//! Query keys, results and the caching layer beneath the list controller.
//!
//! Every remote query is identified by a typed key. Two queries are the same
//! query exactly when their keys are structurally equal; caching, slot
//! staleness checks and task cancellation all go through that equality.

pub mod cache;
pub mod fanout;
pub mod slot;

use std::fmt;

use serde::Serialize;

use crate::error::LeadboardError;
use crate::item::DisplayItem;
use crate::remote::{Filters, RawPage};
use crate::resource::ResourceSpec;

pub use cache::{QueryCache, QueryClient};
pub use fanout::{FanOutPolicy, FanOutResult, fetch_pages_tolerant};
pub use slot::{QuerySlot, Ticket};

/// Keys that belong to one resource, for per-resource invalidation.
pub trait ResourceKey {
    fn resource(&self) -> &str;
}

/// Primary listing: one server page for the applied filters.
#[derive(Debug, Clone, PartialEq, Eq, Hash)]
pub struct PageKey {
    pub resource: String,
    pub filters: Filters,
    pub page: u32,
}

/// Multi-page client-side search within the applied filters.
#[derive(Debug, Clone, PartialEq, Eq, Hash)]
pub struct SearchKey {
    pub resource: String,
    pub filters: Filters,
    pub search: String,
}

/// Dropdown option sample, scoped to the context subset of the filters.
#[derive(Debug, Clone, PartialEq, Eq, Hash)]
pub struct OptionsKey {
    pub resource: String,
    pub context: Filters,
}

impl ResourceKey for PageKey {
    fn resource(&self) -> &str {
        &self.resource
    }
}

impl ResourceKey for SearchKey {
    fn resource(&self) -> &str {
        &self.resource
    }
}

impl ResourceKey for OptionsKey {
    fn resource(&self) -> &str {
        &self.resource
    }
}

/// One server page, sanitized for display. Immutable once built.
#[derive(Debug, Clone, PartialEq, Eq, Serialize)]
pub struct PageResult {
    pub items: Vec<DisplayItem>,
    pub total_pages: u32,
    pub current_page: u32,
}

impl PageResult {
    pub fn from_raw(page: RawPage, spec: &ResourceSpec) -> Self {
        Self {
            items: page
                .results
                .iter()
                .map(|raw| DisplayItem::from_raw(raw, spec))
                .collect(),
            total_pages: page.total_pages,
            current_page: page.current_page,
        }
    }
}

/// Matches from a search fan-out.
#[derive(Debug, Clone, Default, PartialEq, Eq, Serialize)]
pub struct SearchResult {
    pub items: Vec<DisplayItem>,
    /// Pages whose request failed and contributed nothing
    pub failed_pages: Vec<u32>,
}

/// Which of the three controller queries a result or error belongs to.
#[derive(Debug, Clone, Copy, PartialEq, Eq, Hash)]
pub enum QueryKind {
    Primary,
    Search,
    Options,
}

impl fmt::Display for QueryKind {
    fn fmt(&self, f: &mut fmt::Formatter<'_>) -> fmt::Result {
        match self {
            QueryKind::Primary => write!(f, "page"),
            QueryKind::Search => write!(f, "search"),
            QueryKind::Options => write!(f, "filter options"),
        }
    }
}

impl Serialize for QueryKind {
    fn serialize<S: serde::Serializer>(&self, serializer: S) -> Result<S::Ok, S::Error> {
        serializer.collect_str(self)
    }
}

#[derive(Debug, Clone, Copy, PartialEq, Eq, Serialize)]
#[serde(rename_all = "snake_case")]
pub enum ErrorKind {
    Network,
    HttpStatus,
    Format,
    AuthExpired,
    Other,
}

/// Cloneable error state stored per query slot and shown to the view.
#[derive(Debug, Clone, PartialEq, Eq, Serialize)]
pub struct ErrorInfo {
    pub kind: ErrorKind,
    #[serde(skip_serializing_if = "Option::is_none")]
    pub status: Option<u16>,
    pub message: String,
}

impl From<&LeadboardError> for ErrorInfo {
    fn from(error: &LeadboardError) -> Self {
        let (kind, status) = match error {
            LeadboardError::Network(_) => (ErrorKind::Network, None),
            LeadboardError::HttpStatus { status, .. } => (ErrorKind::HttpStatus, Some(*status)),
            LeadboardError::Format(_) => (ErrorKind::Format, None),
            LeadboardError::AuthExpired { status } => (ErrorKind::AuthExpired, Some(*status)),
            _ => (ErrorKind::Other, None),
        };
        Self {
            kind,
            status,
            message: error.to_string(),
        }
    }
}

impl From<LeadboardError> for ErrorInfo {
    fn from(error: LeadboardError) -> Self {
        ErrorInfo::from(&error)
    }
}

impl fmt::Display for ErrorInfo {
    fn fmt(&self, f: &mut fmt::Formatter<'_>) -> fmt::Result {
        f.write_str(&self.message)
    }
}

#[cfg(test)]
mod tests {
    use super::*;
    use std::collections::HashSet;

    #[test]
    fn test_keys_compare_structurally() {
        let mut a = Filters::new();
        a.set("category", "cafe");
        a.set("city", "Leeds");
        let mut b = Filters::new();
        b.set("city", "Leeds");
        b.set("category", "cafe");

        let mut keys = HashSet::new();
        keys.insert(PageKey {
            resource: "shops".to_string(),
            filters: a,
            page: 1,
        });
        assert!(keys.contains(&PageKey {
            resource: "shops".to_string(),
            filters: b.clone(),
            page: 1,
        }));
        assert!(!keys.contains(&PageKey {
            resource: "shops".to_string(),
            filters: b,
            page: 2,
        }));
    }

    #[test]
    fn test_error_info_from_error() {
        let info = ErrorInfo::from(LeadboardError::HttpStatus {
            status: 502,
            message: "Bad Gateway".to_string(),
        });
        assert_eq!(info.kind, ErrorKind::HttpStatus);
        assert_eq!(info.status, Some(502));
        assert_eq!(info.to_string(), "HTTP 502: Bad Gateway");

        let info = ErrorInfo::from(LeadboardError::AuthExpired { status: 401 });
        assert_eq!(info.kind, ErrorKind::AuthExpired);

        let info = ErrorInfo::from(LeadboardError::Network("connection refused".to_string()));
        assert_eq!(info.kind, ErrorKind::Network);
        assert!(info.message.contains("connection refused"));
    }

    #[test]
    fn test_page_result_from_raw() {
        let raw = RawPage::from_json(
            serde_json::json!({"results": [{"id": 1, "shop_name": null}], "totalPages": 4}),
            2,
            None,
        )
        .unwrap();
        let page = PageResult::from_raw(raw, &ResourceSpec::shops());
        assert_eq!(page.total_pages, 4);
        assert_eq!(page.current_page, 2);
        assert_eq!(page.items[0].get("shop_name"), "N/A");
    }
}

Directions for this task: Each line above that contains the string "AuthExpired" should be identified and copied.

Your response:
    AuthExpired,
            LeadboardError::AuthExpired { status } => (ErrorKind::AuthExpired, Some(*status)),
        let info = ErrorInfo::from(LeadboardError::AuthExpired { status: 401 });
        assert_eq!(info.kind, ErrorKind::AuthExpired);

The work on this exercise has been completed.